Any inquiry would show the townspeople consider the idea, a huge waste of money when it will do nothing to help us oldies to cross at the shopping centre.
Some business owners won't agree but they are likely to be ones who have bought other businesses and closed them down.
Well, it's time now to get those businesses open again and more people living at Campbell Town by moving the highway east or west. Doesn't matter.
Bill Chugg, Campbell Town.
LGH thank you
OVER the past 18 months to two years, due to chronic lung disease, I have required services from the following: Scottsdale Hospital, Tasmanian Ambulance, Launceston General Hospital, Accident and Emergency, Pulmonary Rehabilitation, LGH staff, palliative care, community nurses and district nurses.
I would like to express my gratitude for the wonderful treatment, care and assistance that I have received. Both my wife, Ann-Maree, and I cannot speak highly enough about the staff who work for these services.
We both appreciate the kindness, sensitivity and empathy that has been shown to us over this period. Our support from family, friends and the local community at Bridport and Scottsdale has been overwhelming and very much appreciated. Many thanks to every one of you. Best wishes and may 2020 be all you could wish for.
Paul O' Keefe, Bridport.
Pill Testing Nonsense
IT was great that the Falls Festival attracted thousands of young people, none of whom overdosed on drugs. No doubt if pill testing had been there that would be credited with the result. About 1 per cent of fatal overdoses occur at festivals which means 99 per cent occur in the community.
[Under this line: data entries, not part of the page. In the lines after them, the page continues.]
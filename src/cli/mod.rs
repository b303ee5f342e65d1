//! CLI module
//!
//! Command-line interface for harvesting.
//!
//! # Commands
//!
//! - `gather` - Write one CSV row per record using a schema file
//! - `discover` - Synthesize a schema file from the harvested records
//! - `validate` - Check a schema file without touching the network

mod commands;
mod runner;

pub use commands::{Cli, Commands, DiscoverFormat, HarvestArgs};
pub use runner::{build_router, Runner};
Pill testing is normalising drug-taking and no doubt many who have a drug tested as OK (as much as any drug can be) will be encouraged to continue taking that drug, even though it may be a different quality.
How many of the 99 per cent had drugs tested and then overdosed later? The only safe measure is to refrain from taking any drugs. No government has been able to legislate away stupidity if they could just think how road deaths, smoking and drinking to excess could be more than halved.
Graeme Barwick, Riverside.
Please Give Generously
AFTER watching the local TV news on the bushfires on the mainland, I was appalled by the destruction incurred.
I am imploring the residents of Tasmania to donate to the bushfire appeal via the Red Cross or Salvation Army.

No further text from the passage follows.